▸ **Description of the task**:
The answer must be the full listing, retyped exactly.

[Opening Information section]

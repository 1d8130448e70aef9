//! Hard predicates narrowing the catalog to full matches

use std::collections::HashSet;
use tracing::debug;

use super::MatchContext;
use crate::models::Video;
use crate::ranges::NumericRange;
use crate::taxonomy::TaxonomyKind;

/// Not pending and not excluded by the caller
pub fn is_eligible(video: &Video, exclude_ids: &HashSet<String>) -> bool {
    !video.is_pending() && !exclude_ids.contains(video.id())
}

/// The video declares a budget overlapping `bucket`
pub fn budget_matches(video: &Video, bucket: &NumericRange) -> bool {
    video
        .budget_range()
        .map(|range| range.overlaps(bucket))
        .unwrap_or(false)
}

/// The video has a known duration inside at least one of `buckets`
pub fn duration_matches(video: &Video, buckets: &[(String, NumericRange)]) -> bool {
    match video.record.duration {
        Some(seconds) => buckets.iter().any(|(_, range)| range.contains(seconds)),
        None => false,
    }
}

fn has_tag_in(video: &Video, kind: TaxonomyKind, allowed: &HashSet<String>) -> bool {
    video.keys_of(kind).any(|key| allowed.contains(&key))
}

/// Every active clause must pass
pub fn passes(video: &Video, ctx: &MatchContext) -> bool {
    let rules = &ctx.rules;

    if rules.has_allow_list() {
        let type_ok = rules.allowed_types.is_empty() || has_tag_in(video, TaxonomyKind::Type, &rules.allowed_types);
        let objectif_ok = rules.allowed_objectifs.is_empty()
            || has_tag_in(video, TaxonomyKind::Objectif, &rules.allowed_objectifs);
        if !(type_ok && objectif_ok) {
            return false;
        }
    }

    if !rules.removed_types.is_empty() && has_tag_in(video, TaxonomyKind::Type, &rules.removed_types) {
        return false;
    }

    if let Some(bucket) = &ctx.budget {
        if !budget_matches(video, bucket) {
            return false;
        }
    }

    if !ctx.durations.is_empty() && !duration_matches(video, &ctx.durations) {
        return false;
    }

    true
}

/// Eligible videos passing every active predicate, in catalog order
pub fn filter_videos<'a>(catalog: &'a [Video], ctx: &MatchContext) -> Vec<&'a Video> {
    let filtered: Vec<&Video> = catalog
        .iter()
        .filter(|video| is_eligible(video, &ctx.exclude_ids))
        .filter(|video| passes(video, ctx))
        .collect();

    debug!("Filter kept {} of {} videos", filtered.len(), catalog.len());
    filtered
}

[Closing Information section]

▸ **Written answer**:
repository 1d8130448e70aef9
//! Hard predicates narrowing the catalog to full matches

use std::collections::HashSet;
use tracing::debug;

use super::MatchContext;
use crate::models::Video;
use crate::ranges::NumericRange;
use crate::taxonomy::TaxonomyKind;

/// Not pending and not excluded by the caller
pub fn is_eligible(video: &Video, exclude_ids: &HashSet<String>) -> bool {
    !video.is_pending() && !exclude_ids.contains(video.id())
}

/// The video declares a budget overlapping `bucket`
pub fn budget_matches(video: &Video, bucket: &NumericRange) -> bool {
    video
        .budget_range()
        .map(|range| range.overlaps(bucket))
        .unwrap_or(false)
}

/// The video has a known duration inside at least one of `buckets`
pub fn duration_matches(video: &Video, buckets: &[(String, NumericRange)]) -> bool {
    match video.record.duration {
        Some(seconds) => buckets.iter().any(|(_, range)| range.contains(seconds)),
        None => false,
    }
}

fn has_tag_in(video: &Video, kind: TaxonomyKind, allowed: &HashSet<String>) -> bool {
    video.keys_of(kind).any(|key| allowed.contains(&key))
}

/// Every active clause must pass
pub fn passes(video: &Video, ctx: &MatchContext) -> bool {
    let rules = &ctx.rules;

    if rules.has_allow_list() {
        let type_ok = rules.allowed_types.is_empty() || has_tag_in(video, TaxonomyKind::Type, &rules.allowed_types);
        let objectif_ok = rules.allowed_objectifs.is_empty()
            || has_tag_in(video, TaxonomyKind::Objectif, &rules.allowed_objectifs);
        if !(type_ok && objectif_ok) {
            return false;
        }
    }

    if !rules.removed_types.is_empty() && has_tag_in(video, TaxonomyKind::Type, &rules.removed_types) {
        return false;
    }

    if let Some(bucket) = &ctx.budget {
        if !budget_matches(video, bucket) {
            return false;
        }
    }

    if !ctx.durations.is_empty() && !duration_matches(video, &ctx.durations) {
        return false;
    }

    true
}

/// Eligible videos passing every active predicate, in catalog order
pub fn filter_videos<'a>(catalog: &'a [Video], ctx: &MatchContext) -> Vec<&'a Video> {
    let filtered: Vec<&Video> = catalog
        .iter()
        .filter(|video| is_eligible(video, &ctx.exclude_ids))
        .filter(|video| passes(video, ctx))
        .collect();

    debug!("Filter kept {} of {} videos", filtered.len(), catalog.len());
    filtered
}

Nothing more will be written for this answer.